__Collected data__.
___

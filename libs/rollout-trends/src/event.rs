//! Event model - timestamped cumulative observations
//!
//! Events come from a spreadsheet-backed feed shaped as `{ "events": [...] }`.
//! Dates are day-granularity; values are absolute counters, not deltas.
//! Feed rows are decoded into [`FeedRecord`]s first and turned into
//! [`Event`]s against the wall-clock offset used for period boundaries.

use chrono::{DateTime, FixedOffset, NaiveDate, NaiveDateTime, NaiveTime};
use serde::{Deserialize, Deserializer, Serialize};
use std::collections::BTreeSet;
use tracing::warn;

use crate::error::{Result, TrendError};

/// A single observation of one metric for one entity
#[derive(Debug, Clone, PartialEq, Serialize)]
#[serde(rename_all = "camelCase")]
pub struct Event {
    /// Local calendar date of the observation
    #[serde(rename = "timestamp")]
    pub date: NaiveDate,
    /// Metric identifier (e.g. `hotoGPsDone`)
    #[serde(rename = "metricName")]
    pub metric: String,
    /// Cumulative counter value, always finite
    pub value: f64,
    /// Owning region
    pub entity: String,
}

impl Event {
    pub fn new(
        date: NaiveDate,
        metric: impl Into<String>,
        value: f64,
        entity: impl Into<String>,
    ) -> Self {
        Self {
            date,
            metric: metric.into(),
            value,
            entity: entity.into(),
        }
    }

    /// Local midnight of the observation date
    pub fn instant(&self) -> NaiveDateTime {
        self.date.and_time(NaiveTime::MIN)
    }

    /// Whether this event belongs to `metric` (and `entity`, when given)
    pub fn matches(&self, metric: &str, entity: Option<&str>) -> bool {
        self.metric == metric && entity.map_or(true, |e| self.entity == e)
    }
}

/// One feed row as it arrives on the wire
#[derive(Debug, Clone, PartialEq, Deserialize)]
pub struct FeedRecord {
    pub timestamp: String,
    #[serde(rename = "metricName")]
    pub metric: String,
    /// `None` for a blank or null cell
    #[serde(default, deserialize_with = "deserialize_counter")]
    pub value: Option<f64>,
    #[serde(default)]
    pub entity: String,
}

/// Feed payload wrapper
#[derive(Debug, Clone, Default, Deserialize)]
pub struct EventFeed {
    #[serde(default)]
    pub events: Vec<FeedRecord>,
}

impl EventFeed {
    /// Convert rows into events, dating offset-carrying stamps in `offset`
    ///
    /// Rows with a blank value are skipped rather than read as zero. A bad
    /// timestamp fails the whole feed.
    pub fn into_events(self, offset: FixedOffset) -> Result<Vec<Event>> {
        let total = self.events.len();
        let mut events = Vec::with_capacity(total);
        for record in self.events {
            let Some(value) = record.value else {
                continue;
            };
            events.push(Event {
                date: parse_event_date(&record.timestamp, offset)?,
                metric: record.metric,
                value,
                entity: record.entity,
            });
        }
        if events.len() < total {
            warn!(
                skipped = total - events.len(),
                total,
                "Feed rows without a value were skipped"
            );
        }
        Ok(events)
    }
}

/// Entities present in the feed, sorted and de-duplicated
///
/// Events without an entity are not listed.
pub fn distinct_entities(events: &[Event]) -> Vec<String> {
    events
        .iter()
        .filter(|e| !e.entity.is_empty())
        .map(|e| e.entity.clone())
        .collect::<BTreeSet<_>>()
        .into_iter()
        .collect()
}

/// Metric names present in the feed, sorted and de-duplicated
pub fn distinct_metrics(events: &[Event]) -> Vec<String> {
    events
        .iter()
        .map(|e| e.metric.clone())
        .collect::<BTreeSet<_>>()
        .into_iter()
        .collect()
}

/// Parse a feed timestamp into a local calendar date
///
/// Accepts `YYYY-MM-DD`, RFC 3339 (`2024-01-08T10:00:00+05:30`) and naive
/// date-times (`2024-01-08T10:00:00`, `2024-01-08 10:00:00`). RFC 3339
/// stamps are converted into `offset` before the date is taken; naive ones
/// are already local.
pub fn parse_event_date(raw: &str, offset: FixedOffset) -> Result<NaiveDate> {
    let s = raw.trim();
    if let Ok(date) = NaiveDate::parse_from_str(s, "%Y-%m-%d") {
        return Ok(date);
    }
    if let Ok(dt) = DateTime::parse_from_rfc3339(s) {
        return Ok(dt.with_timezone(&offset).date_naive());
    }
    for fmt in ["%Y-%m-%dT%H:%M:%S%.f", "%Y-%m-%d %H:%M:%S%.f"] {
        if let Ok(dt) = NaiveDateTime::parse_from_str(s, fmt) {
            return Ok(dt.date());
        }
    }
    Err(TrendError::invalid_timestamp(raw))
}

/// Number, numeric string (`"1,234"` included), blank or null
///
/// Non-finite values are rejected.
fn deserialize_counter<'de, D>(deserializer: D) -> std::result::Result<Option<f64>, D::Error>
where
    D: Deserializer<'de>,
{
    use serde::de::Error;

    #[derive(Deserialize)]
    #[serde(untagged)]
    enum NumberOrString {
        Number(f64),
        String(String),
    }

    let value = match Option::<NumberOrString>::deserialize(deserializer)? {
        None => return Ok(None),
        Some(NumberOrString::Number(n)) => n,
        Some(NumberOrString::String(s)) => {
            let cleaned: String = s.trim().chars().filter(|c| *c != ',').collect();
            if cleaned.is_empty() {
                return Ok(None);
            }
            cleaned
                .parse::<f64>()
                .map_err(|e| D::Error::custom(format!("Invalid numeric value '{}': {}", s, e)))?
        },
    };
    if !value.is_finite() {
        return Err(D::Error::custom(format!(
            "Counter value must be finite, got {}",
            value
        )));
    }
    Ok(Some(value))
}

#[cfg(test)]
#[allow(clippy::disallowed_methods)] // Test code - unwrap is acceptable
mod tests {
    use super::*;

    fn ist() -> FixedOffset {
        FixedOffset::east_opt(5 * 3600 + 30 * 60).unwrap()
    }

    fn decode(json: &str) -> Result<Vec<Event>> {
        serde_json::from_str::<EventFeed>(json)
            .unwrap()
            .into_events(ist())
    }

    #[test]
    fn test_parse_event_date_formats() {
        let expected = NaiveDate::from_ymd_opt(2024, 1, 8).unwrap();
        assert_eq!(parse_event_date("2024-01-08", ist()).unwrap(), expected);
        assert_eq!(
            parse_event_date("2024-01-08T22:10:00+05:30", ist()).unwrap(),
            expected
        );
        assert_eq!(
            parse_event_date("2024-01-08T10:00:00", ist()).unwrap(),
            expected
        );
        assert_eq!(
            parse_event_date(" 2024-01-08 10:00:00.5 ", ist()).unwrap(),
            expected
        );
        assert!(parse_event_date("08/01/2024", ist()).is_err());
    }

    #[test]
    fn test_offset_stamps_dated_in_local_zone() {
        // 20:00Z on Saturday is 01:30 on Sunday at +05:30
        let sunday = NaiveDate::from_ymd_opt(2024, 1, 7).unwrap();
        assert_eq!(
            parse_event_date("2024-01-06T20:00:00Z", ist()).unwrap(),
            sunday
        );
        assert_eq!(
            parse_event_date("2024-01-06T18:29:59.999Z", ist()).unwrap(),
            NaiveDate::from_ymd_opt(2024, 1, 6).unwrap()
        );
        assert_eq!(
            parse_event_date("2024-01-06T18:30:00Z", ist()).unwrap(),
            sunday
        );
        let utc = FixedOffset::east_opt(0).unwrap();
        assert_eq!(
            parse_event_date("2024-01-06T20:00:00Z", utc).unwrap(),
            NaiveDate::from_ymd_opt(2024, 1, 6).unwrap()
        );
    }

    #[test]
    fn test_feed_decode() {
        let events = decode(
            r#"{
            "events": [
                {"timestamp": "2024-01-01", "metricName": "hotoGPsDone", "value": 10, "entity": "Bihar"},
                {"timestamp": "2024-01-08T09:30:00Z", "metricName": "hotoGPsDone", "value": "1,025", "entity": "Bihar"},
                {"timestamp": "2024-01-09", "metricName": "surveyKm", "value": 3.5}
            ]
        }"#,
        )
        .unwrap();
        assert_eq!(events.len(), 3);
        assert_eq!(events[1].value, 1025.0);
        assert_eq!(events[2].entity, "");
        assert_eq!(events[1].date, NaiveDate::from_ymd_opt(2024, 1, 8).unwrap());
    }

    #[test]
    fn test_feed_rejects_bad_value() {
        let json = r#"{"events": [{"timestamp": "2024-01-01", "metricName": "x", "value": "n/a"}]}"#;
        assert!(serde_json::from_str::<EventFeed>(json).is_err());
    }

    #[test]
    fn test_feed_rejects_non_finite_values() {
        for bad in ["NaN", "inf", "-infinity", "Infinity"] {
            let json = format!(
                r#"{{"events": [{{"timestamp": "2024-01-08", "metricName": "x", "value": "{}"}}]}}"#,
                bad
            );
            assert!(
                serde_json::from_str::<EventFeed>(&json).is_err(),
                "accepted {}",
                bad
            );
        }
    }

    #[test]
    fn test_blank_values_are_skipped_not_zero() {
        let events = decode(
            r#"{"events": [
                {"timestamp": "2024-01-01", "metricName": "x", "value": 500, "entity": "A"},
                {"timestamp": "2024-01-08", "metricName": "x", "value": "  ", "entity": "A"},
                {"timestamp": "2024-01-09", "metricName": "x", "value": null, "entity": "A"},
                {"timestamp": "2024-01-10", "metricName": "x", "entity": "A"}
            ]}"#,
        )
        .unwrap();
        assert_eq!(events.len(), 1);
        assert_eq!(events[0].value, 500.0);
    }

    #[test]
    fn test_bad_timestamp_fails_feed() {
        let result = decode(
            r#"{"events": [{"timestamp": "last tuesday", "metricName": "x", "value": 1}]}"#,
        );
        assert!(matches!(result, Err(TrendError::InvalidTimestamp(_))));
    }

    #[test]
    fn test_matches_and_distinct() {
        let d = NaiveDate::from_ymd_opt(2024, 1, 1).unwrap();
        let events = vec![
            Event::new(d, "x", 1.0, "B"),
            Event::new(d, "y", 1.0, "A"),
            Event::new(d, "x", 2.0, "A"),
            Event::new(d, "x", 3.0, ""),
        ];
        assert!(events[0].matches("x", None));
        assert!(events[0].matches("x", Some("B")));
        assert!(!events[0].matches("x", Some("A")));
        assert_eq!(distinct_entities(&events), vec!["A", "B"]);
        assert_eq!(distinct_metrics(&events), vec!["x", "y"]);
    }
}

___

__About this task__. Copy out the entries exactly. Begin at the first line and end with the line that has "and turned into".

__Exercise response__.
filename libs/rollout-trends/src/event.rs
//! Event model - timestamped cumulative observations
//!
//! Events come from a spreadsheet-backed feed shaped as `{ "events": [...] }`.
//! Dates are day-granularity; values are absolute counters, not deltas.
//! Feed rows are decoded into [`FeedRecord`]s first and turned into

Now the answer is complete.